Stony Brook University School of Medicine, Stony Brook, NY, USA.
Patients with history of prior breast irradiation may require prophylactic and/or therapeutic mastectomies with reconstruction. In this population, autologous tissue transfer is the preferred option for many plastic surgeons, but is associated with longer operating and recovery times, donor site morbidity and prolonged length of stay that contributes to the patient's burden of care. Immediate tissue expander breast reconstruction (ITE-BR) is an option which mitigates several of these factors and may lead to successful reconstructive outcomes. However, there is a lack of data to aid proper patient selection. This study examines the differences in complications after ITE-BR between patients with a history of pre-mastectomy radiation therapy (PrMRT) and those without. METHODS: A retrospective chart review was performed on patients who underwent unilateral or bilateral ITE-BR from 2001 to 2018 at a single-institution. Minimum follow-up was one year.
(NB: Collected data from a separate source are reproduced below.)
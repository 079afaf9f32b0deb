//! Post-commit side effects.
//!
//! Mutating operations emit a list of [`Notification`]s after the primary
//! write succeeds. The dispatcher runs them in order, catching and recording
//! each failure independently; nothing here can fail or roll back the
//! primary mutation.

use serde::Serialize;
use serde_json::Value;
use tracing::{debug, warn};

use rma_storage::{CasePatch, CaseRecord, ReturnStore, SerialRecord, ServiceEventType};

use super::Engine;
use crate::mirror::TicketSyncStatus;
use crate::registry::{new_service_event, upsert_registry, SerialHints};

/// One best-effort follow-up to a committed case write.
#[derive(Debug, Clone)]
pub(crate) enum Notification {
    /// Upsert the registry entry for the case serial. `count_case` also
    /// increments the entry's case count.
    TouchRegistry { hints: SerialHints, count_case: bool },
    /// Append a ledger event for the case serial.
    AppendEvent {
        event_type: ServiceEventType,
        summary: String,
        notes: Option<String>,
        metadata: Value,
    },
    /// Mirror the case stage to the ticketing system.
    SyncTicket,
}

/// Outcome of one auxiliary step.
#[derive(Debug, Clone, Default, PartialEq, Eq, Serialize)]
pub struct AuxStatus {
    pub attempted: bool,
    pub success: bool,
    #[serde(skip_serializing_if = "Option::is_none")]
    pub error: Option<String>,
}

impl AuxStatus {
    fn succeeded(&mut self) {
        self.attempted = true;
        if self.error.is_none() {
            self.success = true;
        }
    }

    fn failed(&mut self, error: String) {
        self.attempted = true;
        self.success = false;
        self.error = Some(error);
    }
}

/// Auxiliary status reported alongside a successful primary result.
#[derive(Debug, Clone, Default, PartialEq, Eq, Serialize)]
pub struct SideEffectReport {
    pub registry: AuxStatus,
    pub ledger: AuxStatus,
    pub ticket: TicketSyncStatus,
}

impl SideEffectReport {
    /// True when every attempted step succeeded.
    pub fn all_ok(&self) -> bool {
        [&self.registry, &self.ledger]
            .iter()
            .all(|s| !s.attempted || s.success)
            && (!self.ticket.attempted || self.ticket.success)
    }
}

impl<S: ReturnStore + ?Sized> Engine<S> {
    /// Run `notifications` for the committed `case`.
    ///
    /// Returns the case as it stands afterwards (a created ticket id is
    /// written back) and the per-step report.
    pub(crate) async fn dispatch(
        &self,
        mut case: CaseRecord,
        notifications: Vec<Notification>,
    ) -> (CaseRecord, SideEffectReport) {
        let mut report = SideEffectReport::default();
        let mut entry: Option<SerialRecord> = None;

        for notification in notifications {
            match notification {
                Notification::TouchRegistry { hints, count_case } => {
                    let Some(serial) = case.serial_number.clone() else {
                        continue;
                    };
                    let now = self.clock.now();
                    match upsert_registry(self.store.as_ref(), &serial, &hints, now).await {
                        Ok(Some(record)) if count_case => {
                            match self
                                .store
                                .increment_serial_case_count(&record.id, &case.id)
                                .await
                            {
                                Ok(counted) => {
                                    entry = Some(counted);
                                    report.registry.succeeded();
                                }
                                Err(e) => {
                                    warn!(case_id = %case.id, serial = %serial, error = %e, "registry case count failed");
                                    entry = Some(record);
                                    report.registry.failed(e.to_string());
                                }
                            }
                        }
                        Ok(Some(record)) => {
                            entry = Some(record);
                            report.registry.succeeded();
                        }
                        Ok(None) => {}
                        Err(e) => {
                            warn!(case_id = %case.id, serial = %serial, error = %e, "registry upsert failed");
                            report.registry.failed(e.to_string());
                        }
                    }
                }

                Notification::AppendEvent {
                    event_type,
                    summary,
                    notes,
                    metadata,
                } => {
                    let Some(serial) = &entry else {
                        debug!(case_id = %case.id, event = %event_type, "no registry entry, ledger skipped");
                        continue;
                    };
                    let event = new_service_event(
                        &serial.id,
                        Some(&case.id),
                        event_type,
                        summary,
                        notes,
                        metadata,
                        self.clock.now(),
                    );
                    match self.store.append_service_event(event).await {
                        Ok(()) => report.ledger.succeeded(),
                        Err(e) => {
                            warn!(case_id = %case.id, event = %event_type, error = %e, "ledger append failed");
                            report.ledger.failed(e.to_string());
                        }
                    }
                }

                Notification::SyncTicket => {
                    let Some(tickets) = &self.tickets else {
                        continue;
                    };
                    let mut status = tickets.sync(&case).await;
                    if status.created {
                        if let Some(ticket_id) = status.ticket_id.clone() {
                            match self.store_ticket_id(&case, ticket_id).await {
                                Ok(updated) => case = updated,
                                Err(message) => {
                                    warn!(case_id = %case.id, error = %message, "ticket id not stored");
                                    status.error = Some(message);
                                }
                            }
                        }
                    }
                    report.ticket = status;
                }
            }
        }

        (case, report)
    }

    /// Persist a freshly created ticket id on the case.
    async fn store_ticket_id(
        &self,
        case: &CaseRecord,
        ticket_id: String,
    ) -> Result<CaseRecord, String> {
        if !self.caps.optional_case_columns {
            return Err("store has no external_ticket_id column".to_string());
        }
        let patch = CasePatch {
            external_ticket_id: Some(ticket_id),
            ..CasePatch::default()
        };
        self.store
            .update_case(&case.id, case.version, &patch, self.clock.now())
            .await
            .map_err(|e| format!("ticket created but id not stored: {}", e))
    }
}

#[cfg(test)]
mod tests {
    use super::*;

    #[test]
    fn report_with_nothing_attempted_is_ok() {
        assert!(SideEffectReport::default().all_ok());
    }

    #[test]
    fn failed_step_is_not_ok() {
        let mut report = SideEffectReport::default();
        report.registry.succeeded();
        report.ledger.failed("disk full".to_string());
        assert!(!report.all_ok());
        assert_eq!(report.ledger.error.as_deref(), Some("disk full"));
    }

    #[test]
    fn later_success_does_not_hide_failure() {
        let mut status = AuxStatus::default();
        status.failed("boom".to_string());
        status.succeeded();
        assert!(status.attempted);
        assert!(!status.success);
    }

    #[test]
    fn report_serializes_compactly() {
        let json = serde_json::to_value(SideEffectReport::default()).unwrap();
        assert_eq!(
            json,
            serde_json::json!({
                "registry": { "attempted": false, "success": false },
                "ledger": { "attempted": false, "success": false },
                "ticket": { "attempted": false, "success": false }
            })
        );
    }
}
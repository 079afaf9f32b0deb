//! Upstream commerce platform: read-only order lookup.

use std::fmt;

use async_trait::async_trait;
use serde::{Deserialize, Serialize};

use crate::claim::normalize_order_number;

/// One line on an upstream order.
#[derive(Debug, Clone, Default, PartialEq, Serialize, Deserialize)]
pub struct OrderLineItem {
    #[serde(default)]
    pub inventory_item_id: Option<String>,
    #[serde(default)]
    pub title: Option<String>,
    #[serde(default)]
    pub serial_number: Option<String>,
    #[serde(default)]
    pub brand: Option<String>,
    #[serde(default)]
    pub model: Option<String>,
}

/// What the engine needs to know about an upstream order.
#[derive(Debug, Clone, Default, PartialEq, Serialize, Deserialize)]
pub struct OrderSummary {
    pub order_id: String,
    #[serde(default)]
    pub order_number: Option<String>,
    /// Raw upstream timestamp; parsed by the warranty calculator.
    #[serde(default)]
    pub processed_at: Option<String>,
    #[serde(default)]
    pub financial_status: Option<String>,
    #[serde(default)]
    pub fulfillment_status: Option<String>,
    #[serde(default)]
    pub email: Option<String>,
    #[serde(default)]
    pub customer_name: Option<String>,
    #[serde(default)]
    pub line_items: Vec<OrderLineItem>,
}

impl OrderSummary {
    /// Case-insensitive check that `email` placed this order.
    pub fn owned_by(&self, email: &str) -> bool {
        match &self.email {
            Some(owner) => owner.trim().eq_ignore_ascii_case(email.trim()),
            None => false,
        }
    }

    /// The line item carrying `serial`, compared after normalization.
    pub fn line_item_for_serial(&self, serial: &str) -> Option<&OrderLineItem> {
        let wanted = crate::serial::normalize_serial(serial)?;
        self.line_items.iter().find(|item| {
            item.serial_number
                .as_deref()
                .and_then(crate::serial::normalize_serial)
                .as_deref()
                == Some(wanted.as_str())
        })
    }
}

/// Errors from an order lookup backend.
#[derive(Debug, Clone, PartialEq, Eq)]
pub enum LookupError {
    /// The platform could not be reached or answered with an error.
    Unavailable { message: String },
    /// The platform answered with something we could not read.
    InvalidResponse { message: String },
}

impl fmt::Display for LookupError {
    fn fmt(&self, f: &mut fmt::Formatter<'_>) -> fmt::Result {
        match self {
            LookupError::Unavailable { message } => {
                write!(f, "order platform unavailable: {}", message)
            }
            LookupError::InvalidResponse { message } => {
                write!(f, "invalid order platform response: {}", message)
            }
        }
    }
}

impl std::error::Error for LookupError {}

/// Read-only access to upstream orders.
#[async_trait]
pub trait OrderLookup: Send + Sync {
    /// Find an order by upstream id or by order number (with or without a
    /// leading `#`). `Ok(None)` when no such order exists.
    async fn find_order(&self, reference: &str) -> Result<Option<OrderSummary>, LookupError>;
}

/// Fixed set of orders held in memory.
#[derive(Debug, Clone, Default)]
pub struct StaticOrderLookup {
    orders: Vec<OrderSummary>,
}

impl StaticOrderLookup {
    pub fn new(orders: Vec<OrderSummary>) -> Self {
        StaticOrderLookup { orders }
    }

    pub fn push(&mut self, order: OrderSummary) {
        self.orders.push(order);
    }
}

#[async_trait]
impl OrderLookup for StaticOrderLookup {
    async fn find_order(&self, reference: &str) -> Result<Option<OrderSummary>, LookupError> {
        let reference = reference.trim();
        let by_number = normalize_order_number(reference);
        Ok(self
            .orders
            .iter()
            .find(|order| {
                order.order_id == reference
                    || order
                        .order_number
                        .as_deref()
                        .and_then(normalize_order_number)
                        .is_some_and(|n| Some(n) == by_number)
            })
            .cloned())
    }
}

#[cfg(test)]
mod tests {
    use super::*;

    fn order() -> OrderSummary {
        OrderSummary {
            order_id: "gid-77".to_string(),
            order_number: Some("#1001".to_string()),
            processed_at: Some("2025-01-10T08:00:00Z".to_string()),
            email: Some("Buyer@Example.com".to_string()),
            line_items: vec![OrderLineItem {
                serial_number: Some("abc123".to_string()),
                brand: Some("Acme".to_string()),
                ..OrderLineItem::default()
            }],
            ..OrderSummary::default()
        }
    }

    #[tokio::test]
    async fn finds_by_id_or_number() {
        let lookup = StaticOrderLookup::new(vec![order()]);
        assert!(lookup.find_order("gid-77").await.unwrap().is_some());
        assert!(lookup.find_order("1001").await.unwrap().is_some());
        assert!(lookup.find_order(" #1001 ").await.unwrap().is_some());
        assert!(lookup.find_order("1002").await.unwrap().is_none());
    }

    #[test]
    fn ownership_ignores_case() {
        assert!(order().owned_by("buyer@example.com "));
        assert!(!order().owned_by("other@example.com"));
    }

    #[test]
    fn line_item_matches_normalized_serial() {
        let o = order();
        let item = o.line_item_for_serial(" ABC123").unwrap();
        assert_eq!(item.brand.as_deref(), Some("Acme"));
        assert!(o.line_item_for_serial("zzz").is_none());
    }
}
#[allow(clippy::too_many_arguments)]
async fn cmd_transition(
    store_path: &Path,
    case_id: &str,
    to: Stage,
    note: Option<&str>,
    now: Option<&str>,
    config: Option<&Path>,
    output: OutputFormat,
    quiet: bool,
) -> Result<(), Failure> {
    let store = load_store(store_path, false)?;
    let engine = open_engine(store.clone(), config, now).await?;
    let update = engine.transition(case_id, to, note).await?;
    save_store(&store, store_path).await?;

    match output {
        OutputFormat::Json => print_json(&update)?,
        OutputFormat::Text => {
            println!(
                "case {}: {} -> {}",
                update.case.id, update.previous_stage, update.case.stage
            );
            warn_side_effects(&update.side_effects, quiet);
        }
    }
    Ok(())
}

async fn cmd_history(store_path: &Path, serial: &str, output: OutputFormat) -> Result<(), Failure> {
    let store = load_store(store_path, false)?;
    let engine = open_engine(store, None, None).await?;
    let history = engine.service_history(serial).await?;

    match output {
        OutputFormat::Json => print_json(&history)?,
        OutputFormat::Text => {
            println!(
                "serial {}: {} case(s)",
                history.serial.serial_number, history.serial.case_count
            );
            for event in &history.events {
                println!(
                    "  {}  {:<22} {}",
                    rfc3339(event.created_at),
                    event.event_type.as_str(),
                    event.summary
                );
            }
        }
    }
    Ok(())
}

async fn cmd_report_stages(
    store_path: &Path,
    stage: Option<Stage>,
    now: Option<&str>,
    output: OutputFormat,
) -> Result<(), Failure> {
    let store = load_store(store_path, false)?;
    let engine = open_engine(store, None, now).await?;
    let filter = CaseFilter {
        stage,
        ..CaseFilter::default()
    };
    let ages = engine.time_in_stage(&filter).await?;

    match output {
        OutputFormat::Json => print_json(&ages)?,
        OutputFormat::Text => {
            for age in &ages {
                println!(
                    "{}  {:<20} {:>8.1}h{}",
                    age.case_id,
                    age.stage.as_str(),
                    age.hours_in_stage,
                    if age.is_sla_overdue { "  OVERDUE" } else { "" }
                );
            }
        }
    }
    Ok(())
}
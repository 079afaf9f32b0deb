//! JSON store snapshots: the CLI's persistence between invocations.

use std::path::Path;
use std::sync::Arc;

use rma_storage::{MemoryStore, StoreSnapshot};
use tracing::debug;

/// Load the store at `path`. A missing file yields an empty store when
/// `allow_missing` is set.
pub(crate) fn load_store(path: &Path, allow_missing: bool) -> Result<Arc<MemoryStore>, String> {
    if allow_missing && !path.exists() {
        debug!(path = %path.display(), "snapshot not found, starting empty");
        return Ok(Arc::new(MemoryStore::new()));
    }
    let raw = std::fs::read_to_string(path)
        .map_err(|e| format!("error reading store '{}': {}", path.display(), e))?;
    let snapshot: StoreSnapshot = serde_json::from_str(&raw)
        .map_err(|e| format!("error parsing store '{}': {}", path.display(), e))?;
    debug!(path = %path.display(), cases = snapshot.cases.len(), "snapshot loaded");
    Ok(Arc::new(MemoryStore::from_snapshot(snapshot)))
}

/// Write the whole store back to `path`.
pub(crate) async fn save_store(store: &MemoryStore, path: &Path) -> Result<(), String> {
    let snapshot = store.snapshot().await;
    let pretty = serde_json::to_string_pretty(&snapshot)
        .map_err(|e| format!("serialization error: {}", e))?;
    std::fs::write(path, pretty)
        .map_err(|e| format!("error writing store '{}': {}", path.display(), e))?;
    debug!(path = %path.display(), cases = snapshot.cases.len(), "snapshot saved");
    Ok(())
}
// ── Ticket mirror ────────────────────────────────────────────────────────────

fn stage_map() -> BTreeMap<Stage, String> {
    [
        (Stage::Received, "New".to_string()),
        (Stage::Testing, "Diagnosing".to_string()),
    ]
    .into_iter()
    .collect()
}

#[tokio::test]
async fn ticket_is_created_and_id_stored() {
    let (engine, _, _) = engine_with(SchemaCapabilities::CURRENT).await;
    let mirror = Arc::new(RecordingTicketMirror::new());
    let engine = engine.with_ticket_mirror(mirror.clone(), stage_map());

    let outcome = engine.create_case(abc123_claim()).await.unwrap();
    assert!(outcome.side_effects.ticket.success);
    assert_eq!(outcome.case.external_ticket_id.as_deref(), Some("T-1"));

    engine
        .record_arrival(&outcome.case.id, Default::default())
        .await
        .unwrap();
    let update = engine
        .transition(&outcome.case.id, Stage::Testing, None)
        .await
        .unwrap();
    assert!(update.side_effects.ticket.success);

    // Unmapped stage: nothing is sent.
    engine
        .transition(&outcome.case.id, Stage::SentToManufacturer, None)
        .await
        .unwrap();

    assert_eq!(
        mirror.calls(),
        vec![
            MirrorCall::Create {
                case_id: outcome.case.id.clone(),
                external_stage: "New".to_string()
            },
            MirrorCall::Update {
                ticket_id: "T-1".to_string(),
                external_stage: "Diagnosing".to_string()
            },
        ]
    );
}

#[tokio::test]
async fn ticket_failure_is_reported_not_raised() {
    let (engine, _, _) = engine_with(SchemaCapabilities::CURRENT).await;
    let engine = engine.with_ticket_mirror(
        Arc::new(RecordingTicketMirror::failing("connection refused")),
        stage_map(),
    );
    let outcome = engine.create_case(abc123_claim()).await.unwrap();
    assert!(outcome.side_effects.ticket.attempted);
    assert!(!outcome.side_effects.ticket.success);
    assert_eq!(outcome.case.external_ticket_id, None);
}

#[tokio::test]
async fn ticket_sync_not_attempted_without_config() {
    let (engine, _, _) = engine_with(SchemaCapabilities::CURRENT).await;
    let outcome = engine.create_case(abc123_claim()).await.unwrap();
    assert!(!outcome.side_effects.ticket.attempted);
}

// ── Concurrency ──────────────────────────────────────────────────────────────

/// Store whose first `conflicts` case updates lose an OCC race.
struct RacingStore {
    inner: MemoryStore,
    conflicts: AtomicU32,
}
RESULTS: A total of 678 patients were analyzed. Group 1 (n=54 patients) underwent PrMRT and Group 2 (n=624 patients) did not. There were no demographic differences between these two groups. Group 1 had higher rates of implant loss (14.8% vs 10.9%), infection (16.7% vs 13.5%), skin necrosis (9.3% vs 4.8%), and wound dehiscence (7.4% vs 4.3%) though these values were not significant. Within Group 1, comparison of time between PrMRT and mastectomy revealed shorter intervals in patients who had implant loss (4.63 years ±3.07 vs 7.84 years ±5.45, p=.113) and infections (5.44 years ±4.69 vs 7.74 years ±5.34, p=.237). Group 1 patients with hypertension had significantly higher rates of implant loss (50.0% vs 15.2%, p=0.024). In addition, Group 1 patients also undergoing post-operative chemotherapy had significantly higher rates of skin necrosis (60.0% vs 20.4%, p=0.049). Otherwise, there was no differences in demographics, comorbidities, age, smoking, post-mastectomy radiation, or pre-operative chemotherapy between any of the groups. Group 1 was further stratified by specific breast exposed to radiation. Group 1a (n=58 breasts) were directly irradiated breasts and Group 1b (n=39 breasts) were not. Group 1a had significantly higher rates of skin necrosis (10.3% vs 0%, p=0.038). Group 1a also had higher rates of implant loss (12.1% vs 7.7%), infection (15.5% vs 5.1%), and wound dehiscence (8.6% vs 2.6%) though these did not reach significance.
CONCLUSION: Immediate TE-BR can be a safe reconstructive option in patients with history of prior breast irradiation. Our data indicates that hypertensive patients who have undergone PrMRT have increased rates of implant loss, while patients requiring post-operative chemotherapy have increased rates of skin necrosis. Comparison of irradiated versus non-irradiated breasts also reveals increased skin necrosis in irradiated breasts. Careful patient selection and patient counseling should be an integral part of planning for reconstruction of these patients.